A. I use VMware Workstation for all kinds of software evaluation. I also use it while I'm on the road, teaching at conferences or consulting for my company, Concentrated Technology. Workstation is great when you plan to use it for a while, but the overhead of getting it started and powering on virtual machines (VMs) can be painful for simple file work.

For those situations where you just want to add, remove, or modify files in a .VMDK file, download a copy of the VMware Disk Development Kit. Among other tools, the kit includes a handy command line utility called vmware-mount, also known as VMware Disk Mount. You'll find the utility in C:\Program Files\VMware\VMware Virtual Disk Development Kit\bin.
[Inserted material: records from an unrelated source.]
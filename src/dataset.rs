//! Dataset - uploaded rows materialised into a transient SQLite table
//!
//! A `Dataset` owns its inferred `Schema` and an in-memory SQLite connection
//! holding exactly one table. Nothing is written to disk.

use crate::error::{CoreError, Result, SchemaInferenceError};
use crate::schema::{
    format_datetime, is_null_cell, parse_datetime, parse_number, ColumnSchema, ColumnType, Schema,
    SchemaInference,
};
use chrono::{DateTime, Utc};
use rusqlite::types::Value as SqlValue;
use rusqlite::{params_from_iter, Connection};
use std::io::Read;
use std::path::Path;
use std::sync::{Mutex, MutexGuard, PoisonError};
use tracing::info;
use uuid::Uuid;

/// Loosely-typed rows as handed over by the upload handler.
#[derive(Debug, Clone, PartialEq, Eq)]
pub struct RawTable {
    headers: Vec<String>,
    rows: Vec<Vec<String>>,
}

impl RawTable {
    pub fn new(headers: Vec<String>, rows: Vec<Vec<String>>) -> Self {
        Self { headers, rows }
    }

    /// Read CSV with a header row. Ragged rows are a decode error.
    pub fn from_csv_reader<R: Read>(reader: R) -> std::result::Result<Self, SchemaInferenceError> {
        let mut csv_reader = csv::ReaderBuilder::new()
            .has_headers(true)
            .flexible(false)
            .trim(csv::Trim::All)
            .from_reader(reader);

        let headers = csv_reader
            .headers()
            .map_err(|e| SchemaInferenceError::Csv(e.to_string()))?
            .iter()
            .map(str::to_string)
            .collect();

        let mut rows = Vec::new();
        for record in csv_reader.records() {
            let record = record.map_err(|e| SchemaInferenceError::Csv(e.to_string()))?;
            rows.push(record.iter().map(str::to_string).collect());
        }

        Ok(Self { headers, rows })
    }

    pub fn from_csv_path(path: impl AsRef<Path>) -> Result<Self> {
        let file = std::fs::File::open(path.as_ref())?;
        Ok(Self::from_csv_reader(file)?)
    }

    pub fn headers(&self) -> &[String] {
        &self.headers
    }

    pub fn rows(&self) -> &[Vec<String>] {
        &self.rows
    }
}

pub struct Dataset {
    id: Uuid,
    name: String,
    schema: Schema,
    conn: Mutex<Connection>,
    loaded_at: DateTime<Utc>,
}

impl std::fmt::Debug for Dataset {
    fn fmt(&self, f: &mut std::fmt::Formatter<'_>) -> std::fmt::Result {
        f.debug_struct("Dataset")
            .field("id", &self.id)
            .field("name", &self.name)
            .field("table", &self.schema.table())
            .field("rows", &self.schema.row_count())
            .finish()
    }
}

impl Dataset {
    /// Infer the schema and load every row into a fresh in-memory table.
    pub fn from_raw(
        name: impl Into<String>,
        table: &str,
        raw: &RawTable,
        inference: &SchemaInference,
    ) -> Result<Self> {
        let name = name.into();
        let schema = inference.infer(table, raw)?;

        let mut conn = Connection::open_in_memory()?;
        create_table(&conn, &schema)?;
        insert_rows(&mut conn, &schema, raw)?;

        info!(
            "Loaded dataset '{}' into table '{}' ({} rows, {} columns)",
            name,
            table,
            schema.row_count(),
            schema.columns().len()
        );

        Ok(Self {
            id: Uuid::new_v4(),
            name,
            schema,
            conn: Mutex::new(conn),
            loaded_at: Utc::now(),
        })
    }

    pub fn id(&self) -> Uuid {
        self.id
    }

    pub fn name(&self) -> &str {
        &self.name
    }

    pub fn schema(&self) -> &Schema {
        &self.schema
    }

    pub fn loaded_at(&self) -> DateTime<Utc> {
        self.loaded_at
    }

    /// Exclusive access to the backing store. A poisoned lock is recovered:
    /// the store is only ever read after loading.
    pub(crate) fn connection(&self) -> MutexGuard<'_, Connection> {
        self.conn.lock().unwrap_or_else(PoisonError::into_inner)
    }
}

pub(crate) fn quote_ident(name: &str) -> String {
    format!("\"{}\"", name.replace('"', "\"\""))
}

pub(crate) fn quote_literal(value: &str) -> String {
    format!("'{}'", value.replace('\'', "''"))
}

fn sql_type(column: &ColumnSchema) -> &'static str {
    match column.column_type {
        ColumnType::Numeric => match column.stats.numeric {
            Some(ref n) if n.integral => "INTEGER",
            _ => "REAL",
        },
        _ => "TEXT",
    }
}

fn create_table(conn: &Connection, schema: &Schema) -> Result<()> {
    let columns: Vec<String> = schema
        .columns()
        .iter()
        .map(|c| format!("{} {}", quote_ident(&c.name), sql_type(c)))
        .collect();
    let ddl = format!(
        "CREATE TABLE {} ({})",
        quote_ident(schema.table()),
        columns.join(", ")
    );
    conn.execute(&ddl, [])?;
    Ok(())
}

fn insert_rows(conn: &mut Connection, schema: &Schema, raw: &RawTable) -> Result<()> {
    let placeholders = vec!["?"; schema.columns().len()].join(", ");
    let insert = format!(
        "INSERT INTO {} VALUES ({})",
        quote_ident(schema.table()),
        placeholders
    );

    let tx = conn.transaction()?;
    {
        let mut stmt = tx.prepare(&insert)?;
        for row in raw.rows() {
            let values = schema
                .columns()
                .iter()
                .zip(row.iter())
                .map(|(column, cell)| to_sql_value(column, cell))
                .collect::<Result<Vec<SqlValue>>>()?;
            stmt.execute(params_from_iter(values))?;
        }
    }
    tx.commit()?;
    Ok(())
}

fn to_sql_value(column: &ColumnSchema, cell: &str) -> Result<SqlValue> {
    let cell = cell.trim();
    if is_null_cell(cell) {
        return Ok(SqlValue::Null);
    }
    let mismatch = || {
        CoreError::Store(format!(
            "value '{}' does not fit {} column '{}'",
            cell, column.column_type, column.name
        ))
    };
    match column.column_type {
        ColumnType::Numeric => {
            let integral = column.stats.numeric.as_ref().map_or(false, |n| n.integral);
            if integral {
                cell.parse::<i64>().map(SqlValue::Integer).map_err(|_| mismatch())
            } else {
                parse_number(cell).map(SqlValue::Real).ok_or_else(mismatch)
            }
        }
        ColumnType::Datetime => {
            let has_time = column.stats.dates.as_ref().map_or(false, |d| d.has_time);
            parse_datetime(cell)
                .map(|(dt, _)| SqlValue::Text(format_datetime(dt, has_time)))
                .ok_or_else(mismatch)
        }
        ColumnType::Categorical | ColumnType::Text => Ok(SqlValue::Text(cell.to_string())),
    }
}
Once it's mounted, you can work with that disk in Explorer, just like any other disk. To mount a local .VMDK to the M: drive, use the command

vmware-mount M: \\{pathToVMDKFile\\}

You can even use this tool to mount remote .VMDKs, either on other Windows hosts or ESX/ESXi hosts. Here's some quick syntax to connect to a disk on a remote ESX/ESXi host:

vmware-mount K: "\\[storage1\\] WinXP/WinXP.vmdk" /i:ha-datacenter/vm/WinXP /h:esx3 /u:root /s:secret

You can get all the command line hints from the tool's documentation.

Note that vmware-mount in the kit's 1.2 version doesn't work on x64 computers. That's a big omission that will hopefully be resolved in its next version. Also, this command won't work with disks when their VMs are running.